→ **What needs to be done**: Copies of all lines that contain "event" are needed; take them from the data below.

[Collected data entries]

-=-=-

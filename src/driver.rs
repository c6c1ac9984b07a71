//! Driver Registry & Capabilities (spec §4.D) and the external driver
//! interface (spec §6), grounded on the teacher's warrior-trait pattern
//! (`Runner`/`Prover`/`Verifier`/`Deployer`) and
//! `original_source/nn/runtime/VersionedIDevice.h` /
//! `original_source/nn/common/include/HalInterfaces.h` for what a driver
//! actually needs to expose (capabilities, per-op support, prepare,
//! asynchronous execute).

use crate::error::Result;
use crate::event::Completer;
use crate::model::Model;
use crate::operand::OpKind;
use crate::request::Request;

/// A device's current readiness (spec §4.D).
#[derive(Clone, Copy, Debug, PartialEq, Eq)]
pub enum Status {
    Available,
    Busy,
    Offline,
    Unknown,
}

/// A device's exec-time/power figures for one operand class (spec §4.D),
/// grounded on `original_source/nn/common/include/HalAbstraction.h`'s
/// `PerformanceInfo { execTime; powerUsage; }`. Lower is better; both
/// figures are compared only between devices, never against an absolute
/// scale.
#[derive(Clone, Copy, Debug, PartialEq)]
pub struct PerformanceInfo {
    pub exec_time: f32,
    pub power_usage: f32,
}

impl PerformanceInfo {
    pub fn new(exec_time: f32, power_usage: f32) -> Self {
        Self { exec_time, power_usage }
    }
}

/// A device's advertised performance, tracked independently per operand
/// class the way `Manager.h` keeps separate `Float32Performance` and
/// `Quantized8Performance` structs — extended here with a third `scalar`
/// class (plain `I32`/`U32`/`TensorI32` operands) rather than folding
/// scalars into the quant8 figure as the original's `getPerformanceInfo`
/// does, since exec time and power for an index/shape computation need
/// not track a quantized tensor op's.
#[derive(Clone, Copy, Debug, PartialEq)]
pub struct Capabilities {
    pub float32: PerformanceInfo,
    pub quant8: PerformanceInfo,
    pub scalar: PerformanceInfo,
}

impl Capabilities {
    pub fn new(float32: PerformanceInfo, quant8: PerformanceInfo, scalar: PerformanceInfo) -> Self {
        Self { float32, quant8, scalar }
    }

    /// Same exec-time/power figures across all three classes, for drivers
    /// that don't differentiate performance by operand type.
    pub fn uniform(exec_time: f32, power_usage: f32) -> Self {
        let perf = PerformanceInfo::new(exec_time, power_usage);
        Self { float32: perf, quant8: perf, scalar: perf }
    }
}

/// A registered execution backend. A driver advertises what it supports
/// and, when asked, prepares a sub-model into a [`PreparedModel`] it can
/// run later (spec §4.D, §6).
pub trait Driver: Send + Sync {
    fn name(&self) -> &str;

    fn capabilities(&self) -> Capabilities;

    fn status(&self) -> Status;

    /// Per-operation support (spec §4.D): `supported[i]` tells the
    /// planner whether operation `i` of `model` can run on this driver.
    fn supported_operations(&self, model: &Model) -> Vec<bool>;

    /// Compile `model` (already trimmed to the operations this driver
    /// claimed) into a runnable [`PreparedModel`].
    fn prepare_model(&self, model: &Model) -> Result<Box<dyn PreparedModel>>;
}

/// A compiled, runnable sub-model (spec §6). `execute` takes the request
/// and asynchronously signals `completer` on completion rather than
/// blocking and returning a `Result` directly — the caller observes the
/// outcome through the paired `Event` (`crate::event::event_pair`).
pub trait PreparedModel: Send + Sync {
    fn execute(&self, request: &mut Request, completer: Completer);
}

/// Whether a given `OpKind` is one this driver's `supported_operations`
/// would ever claim; a convenience default most drivers build on top of
/// by checking kind membership before deeper shape/type checks.
pub fn kind_is_in(kind: OpKind, set: &[OpKind]) -> bool {
    set.contains(&kind)
}
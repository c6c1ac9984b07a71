//! Progress/diagnostic sink, in place of a logging framework.
//!
//! The teacher carries no `log`/`tracing` dependency; its compiler reports
//! progress through `Diagnostic` values collected into a `Vec` and
//! rendered on demand. The executor and planner follow the same shape:
//! callers that want visibility pass a `&mut Diagnostics` and get back an
//! ordered trace of what ran where.

/// One recorded line of runtime progress (which step, device, or operation
/// produced it).
#[derive(Clone, Debug)]
pub struct DiagLine {
    pub message: String,
}

/// An ordered sink of diagnostic lines. Cheap to construct and to ignore —
/// passing `&mut Diagnostics::default()` costs nothing but a `Vec::new()`.
#[derive(Clone, Debug, Default)]
pub struct Diagnostics {
    lines: Vec<DiagLine>,
}

impl Diagnostics {
    pub fn record(&mut self, message: impl Into<String>) {
        self.lines.push(DiagLine {
            message: message.into(),
        });
    }

    pub fn lines(&self) -> &[DiagLine] {
        &self.lines
    }

    pub fn render(&self) -> String {
        self.lines
            .iter()
            .map(|l| l.message.as_str())
            .collect::<Vec<_>>()
            .join("\n")
    }
}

-=-=-

→ **Answer for the task**:
use crate::event::Completer;
/// outcome through the paired `Event` (`crate::event::event_pair`).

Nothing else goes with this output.